Finite fields

In this section we summarize some results on field theory, especially on finite fields. We omit the proofs. See for example [4] ([5] if the reader prefers a Japanese book).

All the rings and fields in this section is assumed to be commutative.

The following lemma is well-known.

LEMMA 5.1   For any prime number $p$ , $\mathbb{Z}/p \mathbb{Z}$ is a field. (We denote it by $\mathbb{F}_p$ .)
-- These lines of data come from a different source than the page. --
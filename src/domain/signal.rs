//! Signal: the durable, content-addressed output of the pipeline.

use std::collections::BTreeMap;

use chrono::{DateTime, Utc};
use serde::{Deserialize, Serialize};

use super::context::Context;
use super::validation::ValidationResult;
use crate::hash::truncated_fingerprint;

#[derive(Debug, Clone, Copy, PartialEq, Eq, Serialize, Deserialize)]
#[serde(rename_all = "UPPERCASE")]
pub enum ConfidenceLevel {
    Low,
    Medium,
    High,
}

impl ConfidenceLevel {
    /// Fully determined by the mean of `validation_scores`: >=0.7 HIGH,
    /// >=0.4 MEDIUM, else LOW.
    pub fn from_mean_score(mean: f64) -> Self {
        if mean >= 0.7 {
            ConfidenceLevel::High
        } else if mean >= 0.4 {
            ConfidenceLevel::Medium
        } else {
            ConfidenceLevel::Low
        }
    }
}

pub fn mean_score(scores: &[ValidationResult]) -> f64 {
    if scores.is_empty() {
        return 0.0;
    }
    scores.iter().map(|r| r.score).sum::<f64>() / scores.len() as f64
}

/// The subset of Signal fields that feed `signal_id`'s fingerprint.
/// `signal_id` and `emitted_at` are excluded by construction: including them
/// would make the id depend on itself, and `emitted_at` is set after the id
/// is already fixed. `generated_at` is excluded too — it's a wall-clock
/// timestamp, and signal_id must be reproducible for the same RawEvent
/// regardless of which process or instant re-derives it.
#[derive(Serialize)]
struct SignalFingerprint<'a> {
    input_event_hash: &'a str,
    deterministic_trace_id: &'a str,
    probability: f64,
    confidence_level: ConfidenceLevel,
    validation_scores: &'a [ValidationResult],
    evidence: &'a BTreeMap<String, String>,
    context: &'a Context,
    source_event_id: &'a str,
    source_system: &'a str,
}

#[derive(Debug, Clone, Serialize, Deserialize)]
pub struct Signal {
    pub signal_id: String,
    pub input_event_hash: String,
    pub deterministic_trace_id: String,
    pub generated_at: DateTime<Utc>,
    pub emitted_at: Option<DateTime<Utc>>,
    pub probability: f64,
    pub confidence_level: ConfidenceLevel,
    pub validation_scores: Vec<ValidationResult>,
    pub evidence: BTreeMap<String, String>,
    pub context: Context,
    pub source_event_id: String,
    pub source_system: String,
}

/// `trace_id` is a pure function of `input_event_hash`: reprocessing the
/// same RawEvent always yields the same trace id, independent of when or how
/// many times it is reprocessed.
pub fn deterministic_trace_id(input_event_hash: &str) -> String {
    let full = crate::hash::sha256_hex(input_event_hash.as_bytes());
    format!("TRACE-{}", &full[..24])
}

fn merge_evidence(scores: &[ValidationResult]) -> BTreeMap<String, String> {
    let mut merged = BTreeMap::new();
    for r in scores {
        for (k, v) in &r.evidence {
            merged.insert(format!("{}.{}", r.rule_name, k), v.clone());
        }
    }
    merged
}

impl Signal {
    /// Build a new Signal, computing `signal_id`, `trace_id`, `evidence`
    /// and `confidence_level` from the supplied pieces. `emitted_at` starts
    /// unset: the emitter sets it exactly once, after the ledger append
    /// succeeds.
    pub fn build(
        input_event_hash: String,
        generated_at: DateTime<Utc>,
        probability: f64,
        validation_scores: Vec<ValidationResult>,
        context: Context,
        source_event_id: String,
        source_system: String,
    ) -> Self {
        let trace_id = deterministic_trace_id(&input_event_hash);
        let confidence_level = ConfidenceLevel::from_mean_score(mean_score(&validation_scores));
        let evidence = merge_evidence(&validation_scores);

        let fingerprint = SignalFingerprint {
            input_event_hash: &input_event_hash,
            deterministic_trace_id: &trace_id,
            probability,
            confidence_level,
            validation_scores: &validation_scores,
            evidence: &evidence,
            context: &context,
            source_event_id: &source_event_id,
            source_system: &source_system,
        };
        let short = truncated_fingerprint(&fingerprint, 10).expect("Signal always serializes");
        let signal_id = format!("OMEN-{}", short.to_uppercase());

        Self {
            signal_id,
            input_event_hash,
            deterministic_trace_id: trace_id,
            generated_at,
            emitted_at: None,
            probability,
            confidence_level,
            validation_scores,
            evidence,
            context,
            source_event_id,
            source_system,
        }
    }

    pub fn mark_emitted(&mut self, at: DateTime<Utc>) {
        self.emitted_at = Some(at);
    }
}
Funny things about this field are:

LEMMA 5.2   Let $p$ be a prime number. Let $R$ be a commutative ring which contains $\mathbb{F}_p$ as a subring. Then:

1. $$\underbrace{1+1+\dots+1 }_{\text{$p$-times}}=0$$
   holds in $R$ .
2. For any $x,y\in R$ , we have
   $$(x+y)^p=x^p +y^p$$

We would like to show existence of ``finite fields''. A first thing to do is to know their basic properties.
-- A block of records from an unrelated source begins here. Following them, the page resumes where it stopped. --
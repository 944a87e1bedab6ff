//! Per-rule validation outcome.

use std::collections::BTreeMap;

use serde::{Deserialize, Serialize};

#[derive(Debug, Clone, Copy, PartialEq, Eq, Serialize, Deserialize)]
#[serde(rename_all = "UPPERCASE")]
pub enum ValidationStatus {
    Passed,
    Failed,
    Warning,
    Skipped,
}

/// Outcome of one validation rule. Emitted even when PASSED so that mean
/// scores accumulate correctly.
#[derive(Debug, Clone, PartialEq, Serialize, Deserialize)]
pub struct ValidationResult {
    pub rule_name: String,
    pub status: ValidationStatus,
    pub score: f64,
    pub message: String,
    #[serde(default)]
    pub evidence: BTreeMap<String, String>,
}

impl ValidationResult {
    pub fn new(
        rule_name: impl Into<String>,
        status: ValidationStatus,
        score: f64,
        message: impl Into<String>,
    ) -> Self {
        Self {
            rule_name: rule_name.into(),
            status,
            score: score.clamp(0.0, 1.0),
            message: message.into(),
            evidence: BTreeMap::new(),
        }
    }

    pub fn with_evidence(mut self, key: impl Into<String>, value: impl Into<String>) -> Self {
        self.evidence.insert(key.into(), value.into());
        self
    }
}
LEMMA 5.3   Let $F$ be a finite field (that means, a field which has only a finite number of elements.) Then:

1. There exists a prime number $p$ such that $p=0$ holds in $F$ .
2. $F$ contains $\mathbb{F}_p$ as a subfield.
3. $q=\char93 (F)$ is a power of $p$ .
4. For any $x\in F$ , we have $x^q-x=0$ .
5. The multiplicative group $(F_q)^{\times}$ is a cyclic group of order $q-1$ .

The next task is to construct such field. An important tool is the following

LEMMA 5.4   For any field $K$ and for any non zero polynomial $f\in K[X]$ , there exists a field $L$ containing $L$ such that $f$ is decomposed into polynomials of degree $1$ .

To prove it we use the following lemma.

LEMMA 5.5   For any field $K$ and for any irreducible polynomial $f\in K[X]$ of degree $d>0$ , we have the following.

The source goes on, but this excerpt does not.